Neden özlem duyarız maziye?
Aslında değişen bir şey yok, sadece zaman tazeliğini yitiriyor. İyi gelen ne varsa sadece eskiden daha iyi geliyor zaman tazeliğini kaybettiği sürece. Bir saat önce tabakta duran elma diliminin bir saat sonra tazeliği bozuluyor. Hayatın tazeliği bozuluyor çünkü. Ayrıca dünya her gün kötüye gittiği için geçmişte kalan her şey bize güzel geliyor. Eskiden farkında olmadıklarımızı büyüdükçe fark ediyor ve farkındalığımız arttıkça mutsuzlaşıyoruz. Hatıralarımızda en uzaktaki şeyler hep en güzel kalıyor. Belki de insanın kendi kendine yalanı ya da inandırdığı bir duygu bile olabilir. Belki de hep böyle sanılır, aslında o eskinin de kendi içinde özenilen bir başka eskisi vardır. Romanlarda, betimlemelerde gökyüzü, güneş, yeşillikler olduğundan daha çok renkli değil mi? Çünkü sosyal medya ile, uzaklar yakınlaşsa bile yakınlar uzaklaştı. Yatak odasına kadar giren, telefonu uykuya geçiş anına kadar elde tutan ve son paylaşımlara bakmaya çalışan insanlar... Yanında olanı unutan ama telefonun şarjına yüksek önem veren insanlar... Başkalarının hayatını izleyerek mutsuzlaşan güruh... Değersizleşen ilişkiler...

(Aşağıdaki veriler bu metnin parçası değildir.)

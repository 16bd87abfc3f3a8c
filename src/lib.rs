#![cfg_attr(not(test), no_std)]

use ector::mutex::NoopRawMutex;
use embassy_sync::channel::Sender;
use thiserror::Error;

pub mod agent;
pub mod config;
pub mod coordinator;
pub mod gesture;
pub mod link;
pub mod motion;
pub mod ports;
pub mod sampler;
pub mod scheduler;

#[cfg(feature = "esp32c3")]
pub mod ble;
#[cfg(feature = "esp32c3")]
pub mod bsp;
#[cfg(feature = "esp32c3")]
pub mod buttons;
#[cfg(feature = "esp32c3")]
pub mod imu;
#[cfg(feature = "esp32c3")]
pub mod indicator;
#[cfg(feature = "esp32c3")]
pub mod marker;

/// Depth of every actor's inbox.
pub const INBOX_DEPTH: usize = 10;

/// Alias for the actor's inbox
pub type ActorInbox<M> = Sender<'static, NoopRawMutex, M, INBOX_DEPTH>;

/// Identifies a physical button on the board.
pub type ButtonId = u8;

#[derive(Debug, Error, Clone, Copy, PartialEq, Eq)]
pub enum AppError {
    #[error("Motion window polled before any sample arrived")]
    EmptyWindow,
    #[error("{0:?} failed: {1}")]
    ActionFailed(ports::Operation, ports::ServiceError),
    #[error("Release of button {0} without a matching press")]
    SpuriousEdge(ButtonId),
    #[error("Button {0} is not wired to any role")]
    UnknownButton(ButtonId),
    #[error("Failed to read from the motion sensor")]
    SensorRead,
    #[error("Failed to send message to the coordinator actor")]
    ActorSend,
}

Değerler ve kişilikler dejenerasyonu oluşuyor. Gerçekçi olmayan karşılaştırmalar ve değerlendirmelerle mutsuz insanlar oluşuyor. Eskiden ve eskiler daha güzeldir. Çünkü insan aklı ve farkındalığı belli bir seviyeye geldikten sonra birçok tecrübeler edinir ve genelde tecrübelerden dolayı birbirinden pek bir farkı da olmaz. Bu nedenle akıl belirli düzeye geldikten sonra insanın geçirdiği zaman, tecrübelerin farklı tecrübeler olmasının zorluğundan kaynaklı olarak yaşadığı şimdiki an basit ve alelade gelir. İyi ve güzel olan, sadece farklı tecrübelerin yaşanılması ve sıradışılıktır.

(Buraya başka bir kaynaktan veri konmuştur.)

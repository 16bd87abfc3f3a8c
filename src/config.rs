//! Tunables for the accessory.
//!
//! Everything time-related is an [`embassy_time::Duration`] so it can be fed
//! straight into the scheduler and timers.

use embassy_time::Duration;
use heapless::Vec;

use crate::ButtonId;
use crate::gesture::GestureClass;
use crate::ports::GyroRange;

/// Maximum number of buttons a board may wire to roles.
pub const MAX_BUTTONS: usize = 4;

/// The boot button on the devkit.
pub const BOOT_BUTTON: ButtonId = 0;

/// What a classified gesture asks the coordinator to do.
#[derive(Debug, Clone, Copy, PartialEq, Eq)]
pub enum Action {
    /// Gesture deliberately left unbound.
    Nothing,
    /// Enable the accessory service if disabled, disable it otherwise.
    ToggleService,
    /// Re-enter pairing mode after it timed out.
    ResumePairing,
    /// Let a nearby device read the serial number.
    SerialNumberLookup,
}

/// Actions bound to each gesture class for one button role.
#[derive(Debug, Clone, Copy, PartialEq, Eq)]
pub struct ButtonBinding {
    pub button: ButtonId,
    pub short_action: Action,
    pub medium_action: Action,
    pub long_action: Action,
}

impl ButtonBinding {
    pub fn action(&self, class: GestureClass) -> Action {
        match class {
            GestureClass::Short => self.short_action,
            GestureClass::Medium => self.medium_action,
            GestureClass::Long => self.long_action,
        }
    }
}

/// Button-to-action wiring for a deployment.
#[derive(Debug, Clone, PartialEq, Eq)]
pub struct ButtonMap(Vec<ButtonBinding, MAX_BUTTONS>);

impl ButtonMap {
    /// A wearable tag with a single button doing everything.
    pub fn wearable() -> Self {
        Self::single(ButtonBinding {
            button: BOOT_BUTTON,
            short_action: Action::ResumePairing,
            medium_action: Action::SerialNumberLookup,
            long_action: Action::ToggleService,
        })
    }

    /// A tag paired with an external sensor, where pairing is driven by the
    /// companion device and the button only reveals the serial number.
    pub fn sensor_paired() -> Self {
        Self::single(ButtonBinding {
            button: BOOT_BUTTON,
            short_action: Action::SerialNumberLookup,
            medium_action: Action::Nothing,
            long_action: Action::ToggleService,
        })
    }

    pub fn new(bindings: Vec<ButtonBinding, MAX_BUTTONS>) -> Self {
        Self(bindings)
    }

    pub fn binding(&self, button: ButtonId) -> Option<&ButtonBinding> {
        self.0.iter().find(|b| b.button == button)
    }

    fn single(binding: ButtonBinding) -> Self {
        let mut bindings = Vec::new();
        // capacity is MAX_BUTTONS, one always fits
        let _ = bindings.push(binding);
        Self(bindings)
    }
}

/// Hold-time thresholds splitting gestures into classes.
#[derive(Debug, Clone, Copy, PartialEq, Eq)]
pub struct GestureConfig {
    /// Holds shorter than this are short.
    pub lower: Duration,
    /// Holds at least this long are long.
    pub upper: Duration,
    /// Extra hold past `upper` that turns a long gesture into a factory reset.
    pub factory_reset_extension: Duration,
}

impl GestureConfig {
    pub fn factory_reset_hold(&self) -> Duration {
        self.upper + self.factory_reset_extension
    }
}

impl Default for GestureConfig {
    fn default() -> Self {
        Self {
            lower: Duration::from_secs(1),
            upper: Duration::from_secs(3),
            factory_reset_extension: Duration::from_secs(7),
        }
    }
}

/// How long each kind of sound plays before it stops on its own.
#[derive(Debug, Clone, Copy, PartialEq, Eq)]
pub struct SoundConfig {
    pub remote: Duration,
    pub unwanted_tracking: Duration,
    pub acknowledge: Duration,
    pub factory_reset_chime: Duration,
}

impl Default for SoundConfig {
    fn default() -> Self {
        Self {
            remote: Duration::from_secs(10),
            unwanted_tracking: Duration::from_secs(5),
            acknowledge: Duration::from_secs(1),
            factory_reset_chime: Duration::from_secs(2),
        }
    }
}

#[derive(Debug, Clone, Copy, PartialEq)]
pub struct MotionConfig {
    /// Average rotation rate, in rad/s, above which a window counts as motion.
    pub threshold: f64,
    pub sample_rate_hz: u32,
    pub range: GyroRange,
}

impl MotionConfig {
    pub fn sample_period(&self) -> Duration {
        Duration::from_hz(self.sample_rate_hz as u64)
    }
}

impl Default for MotionConfig {
    fn default() -> Self {
        Self {
            threshold: 0.436,
            sample_rate_hz: 50,
            range: GyroRange::Dps250,
        }
    }
}

/// The coordinator's configuration.
#[derive(Debug, Clone, PartialEq)]
pub struct Config {
    pub gestures: GestureConfig,
    pub buttons: ButtonMap,
    pub sound: SoundConfig,
    pub motion: MotionConfig,
    /// Delay between enable/disable attempts. Fixed, retried until success
    /// or until a newer activation supersedes it.
    pub retry_backoff: Duration,
}

impl Default for Config {
    fn default() -> Self {
        Self {
            gestures: GestureConfig::default(),
            buttons: ButtonMap::wearable(),
            sound: SoundConfig::default(),
            motion: MotionConfig::default(),
            retry_backoff: Duration::from_secs(1),
        }
    }
}

#[cfg(test)]
mod tests {
    use super::*;

    #[test]
    fn factory_reset_needs_ten_seconds_by_default() {
        let gestures = GestureConfig::default();
        assert_eq!(gestures.factory_reset_hold(), Duration::from_secs(10));
    }

    #[test]
    fn fifty_hertz_is_a_twenty_millisecond_period() {
        assert_eq!(
            MotionConfig::default().sample_period(),
            Duration::from_millis(20)
        );
    }

    #[test]
    fn presets_differ_only_in_short_and_medium() {
        let wearable = ButtonMap::wearable();
        let paired = ButtonMap::sensor_paired();
        let w = wearable.binding(BOOT_BUTTON).unwrap();
        let p = paired.binding(BOOT_BUTTON).unwrap();
        assert_eq!(w.action(GestureClass::Short), Action::ResumePairing);
        assert_eq!(p.action(GestureClass::Short), Action::SerialNumberLookup);
        assert_eq!(p.action(GestureClass::Medium), Action::Nothing);
        assert_eq!(w.action(GestureClass::Long), p.action(GestureClass::Long));
    }

    #[test]
    fn unbound_button_has_no_binding() {
        assert!(ButtonMap::wearable().binding(3).is_none());
    }
}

İsterseniz çok romantizm yapmayalım, bugünü güzelleştirmeye çalışın. Yanınızda olanın elini tutun. Yaşınız kaç olursa olsun sevdiğinizi söyleyin hayat arkadaşınıza.

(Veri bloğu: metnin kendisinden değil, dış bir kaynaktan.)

//! The coordinator actor.
//!
//! Button edges and accessory-network callbacks arrive as [`Message`]s in the
//! actor's inbox. Scheduled work (sound timeouts, enable/disable retries) runs
//! when the earliest deadline passes. Both happen on the actor's own task, so
//! the coordinator never sees two events at once.

use core::future::pending;

use ector::{DynamicAddress, Inbox};
use embassy_futures::select::{Either, select};
use embassy_sync::blocking_mutex::raw::CriticalSectionRawMutex;
use embassy_sync::signal::Signal;
use embassy_time::{Duration, Instant, Timer};
use log::info;

use crate::coordinator::{Coordinator, Flow, SoundTrigger};
use crate::gesture::ButtonEdge;
use crate::ports::{BatteryGauge, ResetMarker, ServiceControl, SoundOutput};

/// Where the answer to a motion poll is delivered.
pub type MotionReply = Signal<CriticalSectionRawMutex, bool>;

/// The actor's message type: everything that can happen to the accessory.
pub enum Message {
    /// A button changed level.
    Button(ButtonEdge),
    /// The service asks for a sound.
    SoundStart(SoundTrigger),
    /// The service asks to stop the sound.
    SoundStop,
    /// The service wants motion detection running.
    MotionStart,
    MotionStop,
    /// A polling period ended; whether it saw motion goes to the reply.
    MotionPeriodElapsed(&'static MotionReply),
    BatteryLevelRequest,
    PairingModeExited,
}

/// The actor's private data: the coordinator and how to restart the chip.
pub struct Agent<S, O, B, K> {
    coordinator: Coordinator<'static, S, O, B, K>,
    restart: fn() -> !,
}

impl<S, O, B, K> Agent<S, O, B, K>
where
    S: ServiceControl,
    O: SoundOutput,
    B: BatteryGauge,
    K: ResetMarker,
{
    pub fn new(coordinator: Coordinator<'static, S, O, B, K>, restart: fn() -> !) -> Self {
        Self {
            coordinator,
            restart,
        }
    }

    /// The message handler
    pub async fn act(&mut self, msg: Message) -> Flow {
        let now = Instant::now();
        let c = &mut self.coordinator;
        match msg {
            Message::Button(edge) => return c.on_button(edge, now),
            Message::SoundStart(trigger) => c.sound_start(trigger, now),
            Message::SoundStop => c.sound_stop(),
            Message::MotionStart => c.motion_start(),
            Message::MotionStop => c.motion_stop(),
            Message::MotionPeriodElapsed(reply) => {
                // an empty window was already logged, report it as still
                reply.signal(c.motion_period_elapsed().unwrap_or(false));
            }
            Message::BatteryLevelRequest => c.battery_level_request(),
            Message::PairingModeExited => c.pairing_mode_exited(),
        }
        Flow::Continue
    }

    /// Play the chime to completion, then restart. Does not return.
    pub async fn shutdown(&mut self, chime: Duration) -> ! {
        Timer::after(chime).await;
        self.coordinator.finish_factory_reset();
        (self.restart)()
    }
}

impl<S, O, B, K> ector::Actor for Agent<S, O, B, K>
where
    S: ServiceControl,
    O: SoundOutput,
    B: BatteryGauge,
    K: ResetMarker,
{
    type Message = Message;

    /// Actor pattern for either handling new incoming messages or running a scheduled action.
    async fn on_mount<M>(&mut self, _: DynamicAddress<Message>, mut inbox: M) -> !
    where
        M: Inbox<Self::Message>,
    {
        info!("Coordinator started!");
        self.coordinator.boot(Instant::now());
        loop {
            let next = self.coordinator.next_deadline();
            let deadline = async {
                match next {
                    Some(at) => Timer::at(at).await,
                    None => pending().await,
                }
            };
            let flow = match select(inbox.next(), deadline).await {
                Either::First(msg) => self.act(msg).await,
                Either::Second(_) => {
                    self.coordinator.run_due(Instant::now());
                    Flow::Continue
                }
            };
            if let Flow::FactoryReset { chime } = flow {
                self.shutdown(chime).await;
            }
        }
    }
}

#[cfg(test)]
mod tests {
    use embassy_futures::block_on;

    use super::*;
    use crate::config::Config;
    use crate::motion::{GyroSample, MotionAccumulator};
    use crate::ports::Operation;
    use crate::ports::fakes::{Call, FakeGauge, FakeMarker, FakeService, FakeSound, Journal};

    type TestAgent = Agent<FakeService, FakeSound, FakeGauge, FakeMarker>;

    fn restart() -> ! {
        panic!("restart requested")
    }

    fn agent(journal: &Journal, accumulator: &'static MotionAccumulator) -> TestAgent {
        let coordinator = Coordinator::new(
            Config::default(),
            FakeService::new(journal),
            FakeSound(journal.clone()),
            FakeGauge(42),
            FakeMarker::default(),
            accumulator,
        );
        Agent::new(coordinator, restart)
    }

    #[test]
    fn motion_poll_answers_through_the_reply() {
        static ACC: MotionAccumulator = MotionAccumulator::new();
        static REPLY: MotionReply = Signal::new();
        let journal = Journal::default();
        let mut agent = agent(&journal, &ACC);

        block_on(agent.act(Message::MotionStart));
        assert!(ACC.is_running());

        // polled before the first sample: reported as no motion
        block_on(agent.act(Message::MotionPeriodElapsed(&REPLY)));
        assert_eq!(REPLY.try_take(), Some(false));

        ACC.push(GyroSample {
            x: 0.0,
            y: 0.5,
            z: 0.0,
        });
        block_on(agent.act(Message::MotionPeriodElapsed(&REPLY)));
        assert_eq!(REPLY.try_take(), Some(true));

        block_on(agent.act(Message::MotionStop));
        assert!(!ACC.is_running());
    }

    #[test]
    fn protocol_requests_reach_the_ports() {
        static ACC: MotionAccumulator = MotionAccumulator::new();
        let journal = Journal::default();
        let mut agent = agent(&journal, &ACC);

        block_on(agent.act(Message::SoundStart(SoundTrigger::Remote)));
        block_on(agent.act(Message::SoundStop));
        block_on(agent.act(Message::BatteryLevelRequest));
        assert_eq!(
            journal.calls(),
            [Call::SoundOn, Call::SoundOff, Call::Battery(42)]
        );
    }

    #[test]
    fn long_hold_toggles_the_service() {
        static ACC: MotionAccumulator = MotionAccumulator::new();
        let journal = Journal::default();
        let mut agent = agent(&journal, &ACC);

        let press = ButtonEdge::press(0, Instant::from_millis(0));
        let release = ButtonEdge::release(0, Instant::from_millis(4000));
        assert_eq!(block_on(agent.act(Message::Button(press))), Flow::Continue);
        assert_eq!(block_on(agent.act(Message::Button(release))), Flow::Continue);
        assert_eq!(journal.calls(), [Call::Service(Operation::Enable)]);
    }

    #[test]
    fn factory_reset_hold_asks_for_shutdown() {
        static ACC: MotionAccumulator = MotionAccumulator::new();
        let journal = Journal::default();
        let mut agent = agent(&journal, &ACC);

        block_on(agent.act(Message::Button(ButtonEdge::press(0, Instant::from_millis(0)))));
        let flow = block_on(agent.act(Message::Button(ButtonEdge::release(
            0,
            Instant::from_millis(11_000),
        ))));
        assert!(matches!(flow, Flow::FactoryReset { .. }));
        assert!(agent.coordinator.is_halted());
    }

    #[test]
    #[should_panic(expected = "restart requested")]
    fn shutdown_restarts_after_the_chime() {
        static ACC: MotionAccumulator = MotionAccumulator::new();
        let journal = Journal::default();
        let mut agent = agent(&journal, &ACC);
        agent.coordinator.factory_reset();
        block_on(agent.shutdown(Duration::from_millis(5)));
    }
}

İnsan kaç yaşında olursa olsun her daim eskiye özlem duyar. Bu duygu eskiden yaşanan anılar sebebiyle açığa çıkar. Bu nedenle özlem duyulan duygular doğrultusunda gerek bir insanı, gerek bir eşyayı, hissiyatı veya tamamen kendini daha güzel daha duygulu ve anlamlı bulur insan.
Umarım her daim tebessümle andığımız güzel eskileriniz olur.
Yaşar’ın 'Başımda Sevdan' şarkısında söylediği gibi mutluluk yaşarken değil sonradan hatırlanır sözlerini düşünerek şimdi güzel anlarınızı doyasıya yaşayınız.